Exercise objective — Could you please return each line of the data that has the word "acme"?

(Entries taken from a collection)
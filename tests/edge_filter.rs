mod common;

use common::function;
use gocallgraph::core::{is_std_pkg_path, EdgeFilter};
use gocallgraph::ir::{FunctionKind, Synthetic};

fn filter(ignore: &[&str]) -> EdgeFilter {
    EdgeFilter::new(
        "example.com/m",
        ignore.iter().map(|s| s.to_string()).collect(),
    )
}

#[test]
fn std_paths_are_recognised() {
    for path in ["fmt", "net/http", "encoding/json", "crypto/sha256", "unsafe"] {
        assert!(is_std_pkg_path(path), "{path} should be std");
    }
    for path in [
        "example.com/m",
        "github.com/acme/lib",
        "command-line-arguments",
        "",
        "mymodule/pkg",
    ] {
        assert!(!is_std_pkg_path(path), "{path} should not be std");
    }
}

#[test]
fn internal_calls_are_kept() {
    let caller = function(0, "example.com/m.main", Some("example.com/m"), FunctionKind::Function);
    let callee = function(
        1,
        "example.com/m/svc.Run",
        Some("example.com/m/svc"),
        FunctionKind::Function,
    );
    assert!(filter(&[]).accepts(&caller, &callee));
}

#[test]
fn calls_into_std_or_third_party_code() {
    let caller = function(0, "example.com/m.main", Some("example.com/m"), FunctionKind::Function);
    let println = function(1, "fmt.Println", Some("fmt"), FunctionKind::External);
    assert!(!filter(&[]).accepts(&caller, &println));

    // Third-party callees still touch the module through the caller.
    let vendor = function(
        2,
        "github.com/acme/lib.Do",
        Some("github.com/acme/lib"),
        FunctionKind::External,
    );
    assert!(filter(&[]).accepts(&caller, &vendor));

    let outside = function(
        3,
        "github.com/acme/lib.Other",
        Some("github.com/acme/lib"),
        FunctionKind::External,
    );
    assert!(!filter(&[]).accepts(&vendor, &outside));
}

#[test]
fn synthetic_and_packageless_endpoints_are_dropped() {
    let caller = function(0, "example.com/m.main", Some("example.com/m"), FunctionKind::Function);
    let init = function(
        1,
        "example.com/m.init",
        Some("example.com/m"),
        FunctionKind::Synthetic(Synthetic::PackageInitializer),
    );
    assert!(!filter(&[]).accepts(&caller, &init));
    // A synthetic caller with a package is fine.
    let user_init = function(
        2,
        "example.com/m.init#1",
        Some("example.com/m"),
        FunctionKind::Function,
    );
    assert!(filter(&[]).accepts(&init, &user_init));

    let bound = function(
        3,
        "(example.com/m.T).M$bound",
        None,
        FunctionKind::Synthetic(Synthetic::BoundMethod),
    );
    assert!(!filter(&[]).accepts(&bound, &user_init));
}

#[test]
fn ignore_prefixes_match_either_endpoint() {
    let caller = function(0, "example.com/m.main", Some("example.com/m"), FunctionKind::Function);
    let callee = function(
        1,
        "example.com/m/gen.Build",
        Some("example.com/m/gen"),
        FunctionKind::Function,
    );
    assert!(!filter(&["example.com/m/gen"]).accepts(&caller, &callee));
    assert!(!filter(&["example.com/m.main"]).accepts(&caller, &callee));
    assert!(filter(&["example.com/m/other"]).accepts(&caller, &callee));

    assert!(filter(&["a"]).is_ignored("abc", "xyz"));
    assert!(!filter(&["b"]).is_ignored("abc", "xyz"));
}

#[test]
fn module_path_containment_is_substring_based() {
    let f = filter(&[]);
    assert!(f.is_internal("(*example.com/m/svc.Server).Start", "github.com/x.Y"));
    assert!(!f.is_internal("github.com/x.Y", "github.com/x.Z"));
    assert_eq!(f.module(), "example.com/m");
}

Response to the exercise —
        "github.com/acme/lib",
        "github.com/acme/lib.Do",
        Some("github.com/acme/lib"),
        "github.com/acme/lib.Other",
        Some("github.com/acme/lib"),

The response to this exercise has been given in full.